Nothing but a number should be returned: the count of lines in the records that contain "must".
Records to use START
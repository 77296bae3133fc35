//! Minimal reverse-mode differentiation over dense matrices.
//!
//! The energy predictor needs gradients of a scalar energy with respect to
//! the density matrix, nothing more. Rather than a general autodiff engine,
//! this is a flat tape of matrix operations: matrix products, elementwise
//! arithmetic, a handful of scalar nonlinearities and the reductions the
//! functional layer composes. Every value is a `DMatrix<f64>`; scalars are
//! 1x1 matrices.
//!
//! Nodes created with [`Tape::constant`] are structural stop-gradients:
//! they participate in the forward value but never accumulate an adjoint,
//! so anything computed from frozen reference data stays out of the
//! backward pass by construction.

extern crate nalgebra as na;

use std::cell::RefCell;

use na::DMatrix;

#[derive(Debug, Clone)]
enum Unary {
    Powf(f64),
    Ln,
    Sqrt,
    Abs,
    Tanh,
    Sigmoid,
    Asinh,
}

#[derive(Debug, Clone)]
enum Op {
    Leaf,
    Constant,
    Add(usize, usize),
    Sub(usize, usize),
    Scale(usize, f64),
    Shift(usize, f64),
    Mul(usize, usize),
    Div(usize, usize),
    MatMul(usize, usize),
    /// Row-broadcast addition: `(r, c) + (1, c)`.
    AddRow(usize, usize),
    HStack(Vec<usize>),
    /// Sum over columns, `(r, c) -> (r, 1)`.
    RowSum(usize),
    /// Elementwise dot product, `-> (1, 1)`.
    Dot(usize, usize),
    /// Per-row quadratic form: `y_g = a_g D b_g^T`, `-> (r, 1)`.
    Bilinear(usize, usize, usize),
    Unary(usize, Unary),
}

struct Node {
    value: DMatrix<f64>,
    op: Op,
}

/// Operation tape. One tape per energy evaluation; variables borrow it.
pub struct Tape {
    nodes: RefCell<Vec<Node>>,
}

/// Handle to a tape node. Cheap to copy; arithmetic operators build new nodes.
#[derive(Clone, Copy)]
pub struct Var<'t> {
    tape: &'t Tape,
    idx: usize,
}

impl Tape {
    pub fn new() -> Self {
        Tape {
            nodes: RefCell::new(Vec::new()),
        }
    }

    fn push(&self, value: DMatrix<f64>, op: Op) -> Var<'_> {
        let mut nodes = self.nodes.borrow_mut();
        nodes.push(Node { value, op });
        Var {
            tape: self,
            idx: nodes.len() - 1,
        }
    }

    /// Differentiable leaf.
    pub fn var(&self, value: DMatrix<f64>) -> Var<'_> {
        self.push(value, Op::Leaf)
    }

    /// Frozen input: contributes to values, never to gradients.
    pub fn constant(&self, value: DMatrix<f64>) -> Var<'_> {
        self.push(value, Op::Constant)
    }

    /// 1x1 constant.
    pub fn scalar(&self, value: f64) -> Var<'_> {
        self.constant(DMatrix::from_element(1, 1, value))
    }

    pub fn hstack<'t>(&'t self, parts: &[Var<'t>]) -> Var<'t> {
        assert!(!parts.is_empty(), "hstack of zero blocks");
        let nodes = self.nodes.borrow();
        let rows = nodes[parts[0].idx].value.nrows();
        let cols: usize = parts.iter().map(|p| nodes[p.idx].value.ncols()).sum();
        let mut out = DMatrix::zeros(rows, cols);
        let mut offset = 0;
        for p in parts {
            let v = &nodes[p.idx].value;
            assert_eq!(v.nrows(), rows, "hstack row mismatch");
            out.view_mut((0, offset), (rows, v.ncols())).copy_from(v);
            offset += v.ncols();
        }
        drop(nodes);
        self.push(out, Op::HStack(parts.iter().map(|p| p.idx).collect()))
    }

    /// Run reverse accumulation from a scalar output.
    pub fn backward(&self, output: Var<'_>) -> Gradients {
        let nodes = self.nodes.borrow();
        let out = &nodes[output.idx].value;
        assert_eq!(out.shape(), (1, 1), "backward seed must be scalar");

        let mut adj: Vec<Option<DMatrix<f64>>> = vec![None; nodes.len()];
        adj[output.idx] = Some(DMatrix::from_element(1, 1, 1.0));

        // Children always precede parents on the tape, so one reverse sweep
        // visits each node after all of its uses.
        for i in (0..nodes.len()).rev() {
            let Some(grad) = adj[i].take() else { continue };
            let keep = grad.clone();
            match &nodes[i].op {
                Op::Leaf | Op::Constant => {
                    adj[i] = Some(keep);
                    continue;
                }
                Op::Add(a, b) => {
                    accumulate(&nodes, &mut adj, *a, grad.clone());
                    accumulate(&nodes, &mut adj, *b, grad);
                }
                Op::Sub(a, b) => {
                    accumulate(&nodes, &mut adj, *a, grad.clone());
                    accumulate(&nodes, &mut adj, *b, -grad);
                }
                Op::Scale(a, k) => {
                    accumulate(&nodes, &mut adj, *a, grad.scale(*k));
                }
                Op::Shift(a, _) => {
                    accumulate(&nodes, &mut adj, *a, grad);
                }
                Op::Mul(a, b) => {
                    accumulate(&nodes, &mut adj, *a, grad.component_mul(&nodes[*b].value));
                    accumulate(&nodes, &mut adj, *b, grad.component_mul(&nodes[*a].value));
                }
                Op::Div(a, b) => {
                    let bv = &nodes[*b].value;
                    accumulate(&nodes, &mut adj, *a, grad.component_div(bv));
                    let db = -grad
                        .component_mul(&nodes[*a].value)
                        .component_div(&bv.component_mul(bv));
                    accumulate(&nodes, &mut adj, *b, db);
                }
                Op::MatMul(a, b) => {
                    accumulate(&nodes, &mut adj, *a, &grad * nodes[*b].value.transpose());
                    accumulate(&nodes, &mut adj, *b, nodes[*a].value.transpose() * &grad);
                }
                Op::AddRow(a, bias) => {
                    let summed = DMatrix::from_row_slice(1, grad.ncols(), grad.row_sum().as_slice());
                    accumulate(&nodes, &mut adj, *a, grad);
                    accumulate(&nodes, &mut adj, *bias, summed);
                }
                Op::HStack(parts) => {
                    let mut offset = 0;
                    for &p in parts {
                        let c = nodes[p].value.ncols();
                        let block = grad.view((0, offset), (grad.nrows(), c)).into_owned();
                        accumulate(&nodes, &mut adj, p, block);
                        offset += c;
                    }
                }
                Op::RowSum(a) => {
                    let c = nodes[*a].value.ncols();
                    let spread = DMatrix::from_fn(grad.nrows(), c, |r, _| grad[(r, 0)]);
                    accumulate(&nodes, &mut adj, *a, spread);
                }
                Op::Dot(a, b) => {
                    let g = grad[(0, 0)];
                    accumulate(&nodes, &mut adj, *a, nodes[*b].value.scale(g));
                    accumulate(&nodes, &mut adj, *b, nodes[*a].value.scale(g));
                }
                Op::Bilinear(a, d, b) => {
                    let av = &nodes[*a].value;
                    let dv = &nodes[*d].value;
                    let bv = &nodes[*b].value;
                    // Scale each row of a factor by the row's adjoint weight.
                    let weighted = |m: &DMatrix<f64>| {
                        let mut w = m.clone();
                        for g in 0..w.nrows() {
                            let mut row = w.row_mut(g);
                            row *= grad[(g, 0)];
                        }
                        w
                    };
                    let wa = weighted(av);
                    let wb = weighted(bv);
                    accumulate(&nodes, &mut adj, *d, av.transpose() * &wb);
                    accumulate(&nodes, &mut adj, *a, &wb * dv.transpose());
                    accumulate(&nodes, &mut adj, *b, &wa * dv);
                }
                Op::Unary(a, u) => {
                    let x = &nodes[*a].value;
                    let dx = match u {
                        Unary::Powf(p) => x.map(|v| p * v.powf(p - 1.0)),
                        Unary::Ln => x.map(|v| 1.0 / v),
                        Unary::Sqrt => x.map(|v| 0.5 / v.sqrt()),
                        Unary::Abs => x.map(|v| if v < 0.0 { -1.0 } else { 1.0 }),
                        Unary::Tanh => x.map(|v| 1.0 - v.tanh().powi(2)),
                        Unary::Sigmoid => x.map(|v| {
                            let s = 1.0 / (1.0 + (-v).exp());
                            s * (1.0 - s)
                        }),
                        Unary::Asinh => x.map(|v| 1.0 / (1.0 + v * v).sqrt()),
                    };
                    accumulate(&nodes, &mut adj, *a, grad.component_mul(&dx));
                }
            }
        }
        Gradients { adjoints: adj }
    }
}

impl Default for Tape {
    fn default() -> Self {
        Tape::new()
    }
}

fn accumulate(
    nodes: &[Node],
    adj: &mut [Option<DMatrix<f64>>],
    idx: usize,
    delta: DMatrix<f64>,
) {
    // Frozen nodes never take part in the backward pass.
    if matches!(nodes[idx].op, Op::Constant) {
        return;
    }
    match &mut adj[idx] {
        Some(existing) => *existing += delta,
        slot @ None => *slot = Some(delta),
    }
}

/// Accumulated adjoints from one backward pass.
pub struct Gradients {
    adjoints: Vec<Option<DMatrix<f64>>>,
}

impl Gradients {
    /// Adjoint of `var`, or zeros if it never received one.
    pub fn wrt(&self, var: Var<'_>, nrows: usize, ncols: usize) -> DMatrix<f64> {
        match &self.adjoints[var.idx] {
            Some(g) => g.clone(),
            None => DMatrix::zeros(nrows, ncols),
        }
    }

    pub fn has_adjoint(&self, var: Var<'_>) -> bool {
        self.adjoints[var.idx].is_some()
    }
}

impl<'t> Var<'t> {
    pub fn value(&self) -> DMatrix<f64> {
        self.tape.nodes.borrow()[self.idx].value.clone()
    }

    pub fn shape(&self) -> (usize, usize) {
        self.tape.nodes.borrow()[self.idx].value.shape()
    }

    fn unary(self, u: Unary) -> Var<'t> {
        let v = {
            let nodes = self.tape.nodes.borrow();
            let x = &nodes[self.idx].value;
            match &u {
                Unary::Powf(p) => x.map(|v| v.powf(*p)),
                Unary::Ln => x.map(f64::ln),
                Unary::Sqrt => x.map(f64::sqrt),
                Unary::Abs => x.map(f64::abs),
                Unary::Tanh => x.map(f64::tanh),
                Unary::Sigmoid => x.map(|v| 1.0 / (1.0 + (-v).exp())),
                Unary::Asinh => x.map(f64::asinh),
            }
        };
        self.tape.push(v, Op::Unary(self.idx, u))
    }

    pub fn powf(self, p: f64) -> Var<'t> {
        self.unary(Unary::Powf(p))
    }

    pub fn ln(self) -> Var<'t> {
        self.unary(Unary::Ln)
    }

    pub fn sqrt(self) -> Var<'t> {
        self.unary(Unary::Sqrt)
    }

    pub fn abs(self) -> Var<'t> {
        self.unary(Unary::Abs)
    }

    pub fn tanh(self) -> Var<'t> {
        self.unary(Unary::Tanh)
    }

    pub fn sigmoid(self) -> Var<'t> {
        self.unary(Unary::Sigmoid)
    }

    pub fn asinh(self) -> Var<'t> {
        self.unary(Unary::Asinh)
    }

    pub fn scale(self, k: f64) -> Var<'t> {
        let v = self.tape.nodes.borrow()[self.idx].value.scale(k);
        self.tape.push(v, Op::Scale(self.idx, k))
    }

    pub fn shift(self, k: f64) -> Var<'t> {
        let v = self.tape.nodes.borrow()[self.idx].value.add_scalar(k);
        self.tape.push(v, Op::Shift(self.idx, k))
    }

    pub fn matmul(self, rhs: Var<'t>) -> Var<'t> {
        let v = {
            let nodes = self.tape.nodes.borrow();
            &nodes[self.idx].value * &nodes[rhs.idx].value
        };
        self.tape.push(v, Op::MatMul(self.idx, rhs.idx))
    }

    /// Row-broadcast addition of a `(1, c)` bias.
    pub fn add_row(self, bias: Var<'t>) -> Var<'t> {
        let v = {
            let nodes = self.tape.nodes.borrow();
            let a = &nodes[self.idx].value;
            let b = &nodes[bias.idx].value;
            assert_eq!(b.nrows(), 1, "bias must be a row vector");
            assert_eq!(a.ncols(), b.ncols(), "bias width mismatch");
            DMatrix::from_fn(a.nrows(), a.ncols(), |r, c| a[(r, c)] + b[(0, c)])
        };
        self.tape.push(v, Op::AddRow(self.idx, bias.idx))
    }

    pub fn row_sum(self) -> Var<'t> {
        let v = {
            let nodes = self.tape.nodes.borrow();
            // nalgebra: column_sum() sums over columns, giving (r, 1).
            DMatrix::from_column_slice(
                nodes[self.idx].value.nrows(),
                1,
                nodes[self.idx].value.column_sum().as_slice(),
            )
        };
        self.tape.push(v, Op::RowSum(self.idx))
    }

    /// Elementwise dot product; the scalar output that seeds `backward`.
    pub fn dot(self, rhs: Var<'t>) -> Var<'t> {
        let v = {
            let nodes = self.tape.nodes.borrow();
            nodes[self.idx].value.dot(&nodes[rhs.idx].value)
        };
        self.tape
            .push(DMatrix::from_element(1, 1, v), Op::Dot(self.idx, rhs.idx))
    }

    /// Single column `j` as an `(r, 1)` node, via a constant selector so the
    /// adjoint routes back through `MatMul`.
    pub fn col(self, j: usize) -> Var<'t> {
        let cols = self.shape().1;
        assert!(j < cols, "column index out of range");
        let mut sel = DMatrix::zeros(cols, 1);
        sel[(j, 0)] = 1.0;
        self.matmul(self.tape.constant(sel))
    }

    /// Per-row quadratic form against a shared middle matrix:
    /// `out_g = rows_g * mid * rows2_g^T`, the density-on-grid primitive.
    pub fn bilinear(self, mid: Var<'t>, rhs: Var<'t>) -> Var<'t> {
        let v = {
            let nodes = self.tape.nodes.borrow();
            let a = &nodes[self.idx].value;
            let d = &nodes[mid.idx].value;
            let b = &nodes[rhs.idx].value;
            let t = b * d.transpose();
            DMatrix::from_fn(a.nrows(), 1, |g, _| a.row(g).dot(&t.row(g)))
        };
        self.tape.push(v, Op::Bilinear(self.idx, mid.idx, rhs.idx))
    }
}

impl<'t> std::ops::Add for Var<'t> {
    type Output = Var<'t>;

    fn add(self, rhs: Var<'t>) -> Var<'t> {
        let v = {
            let nodes = self.tape.nodes.borrow();
            &nodes[self.idx].value + &nodes[rhs.idx].value
        };
        self.tape.push(v, Op::Add(self.idx, rhs.idx))
    }
}

impl<'t> std::ops::Sub for Var<'t> {
    type Output = Var<'t>;

    fn sub(self, rhs: Var<'t>) -> Var<'t> {
        let v = {
            let nodes = self.tape.nodes.borrow();
            &nodes[self.idx].value - &nodes[rhs.idx].value
        };
        self.tape.push(v, Op::Sub(self.idx, rhs.idx))
    }
}

impl<'t> std::ops::Mul for Var<'t> {
    type Output = Var<'t>;

    /// Elementwise (Hadamard) product.
    fn mul(self, rhs: Var<'t>) -> Var<'t> {
        let v = {
            let nodes = self.tape.nodes.borrow();
            nodes[self.idx].value.component_mul(&nodes[rhs.idx].value)
        };
        self.tape.push(v, Op::Mul(self.idx, rhs.idx))
    }
}

impl<'t> std::ops::Div for Var<'t> {
    type Output = Var<'t>;

    /// Elementwise division.
    fn div(self, rhs: Var<'t>) -> Var<'t> {
        let v = {
            let nodes = self.tape.nodes.borrow();
            nodes[self.idx].value.component_div(&nodes[rhs.idx].value)
        };
        self.tape.push(v, Op::Div(self.idx, rhs.idx))
    }
}

impl<'t> std::ops::Neg for Var<'t> {
    type Output = Var<'t>;

    fn neg(self) -> Var<'t> {
        self.scale(-1.0)
    }
}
Records to use END
Exercise response
2